Farm Futures logo

Ag Marketing IQ: From NBA smack talk to classical literature, the word for WASDE is bearish.

Bryce Knorr, Contributing market analyst

May 15, 2023

6 Min Read
Bear in front of downward market
Getty Images

A nice soaking in cold water may feel pretty good in a couple of months when summer temperatures rise. But the bracing bucket USDA tossed at corn and soybean growers on May 12 was anything but refreshing for markets badly in need of a reset.

Of course, it’s wrong to blame the messenger for bad news – something I know all too well after spending 50 years in the media business. Government statisticians and economists don’t spend their time like evil scientists trying to devise new ways to punish prices, despite all the conspiracy theories over the years saying just that.

But anyone hoping for bullish numbers from the May World Agricultural Supply and Demand Estimates suffered a “ball don’t lie” moment. You can quibble with the agency’s forecasts but the bottom line for both 2022 and 2023 crop prices was bearish, pretty much as expected.

USDA’s first monthly forecasts for the 2023 marketing year around the world don’t rule out potential for rallies this summer and fall. But barring some serious disruptions from weather, war or other events, bulls have some heavy lifting to do.

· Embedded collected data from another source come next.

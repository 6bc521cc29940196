use clap::Parser;
use std::net::SocketAddr;
use std::sync::Arc;
use tracing::info;

use gradus::config::{get_config, CliArgs};
use gradus::{create_app, db, run_migrations};

#[tokio::main]
async fn main() {
    // Initialize logging
    tracing_subscriber::fmt()
        .with_env_filter(
            tracing_subscriber::EnvFilter::try_from_default_env()
                .unwrap_or_else(|_| "gradus=info,tower_http=info".into()),
        )
        .init();

    // Load environment variables
    if std::fs::metadata(".env").is_ok() {
        info!("Loading .env file");
        dotenv::dotenv().ok();
    }

    let args = CliArgs::parse();
    let config = get_config(args);

    // Initialize the database pool and bring the schema up to date
    let pool = Arc::new(db::init_pool(&config.database_url));
    {
        let mut conn = pool.get().expect("Failed to get connection for migrations");
        run_migrations(&mut conn);
    }

    let app = create_app(pool);

    let addr = SocketAddr::from(([127, 0, 0, 1], config.port));
    info!("Listening on {}", addr);

    let listener = tokio::net::TcpListener::bind(addr)
        .await
        .expect("Failed to bind listen address");
    axum::serve(listener, app)
        .await
        .expect("Server error");
}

So here’s a look at what USDA said, and how the market could respond following a break to new lows on the board last week.

Double trouble

Corn traders got a double dose of bearish news. USDA raised its forecast of expected old crop inventories leftover at the end of the marketing year Aug. 31 by 75 million bushels to 1.417 billion. The only change on the balance sheet was a 75-million bushel cut to exports.

My own model left carryout little changed. The pace of exports, while slowing as China cancels previous purchases, could still be better than the new forecast. Ethanol demand is also starting to improve, thanks to a reversal in profit margins at Midwest plants that started in April and still appears to be going strong headed into the peak summer driving season. This could offset somewhat weaker feed usage to keep the ratio of ending stocks to total usage around 10%.

Still, nearly three-quarters of the way through the marketing year, there’s no compelling story to lift old crop prices on their own. That job likely must be done by new crop. “Aye, there’s the rub,” as Hamlet said, because it’s hard to be bullish on 2023-2024 markets based on these numbers alone.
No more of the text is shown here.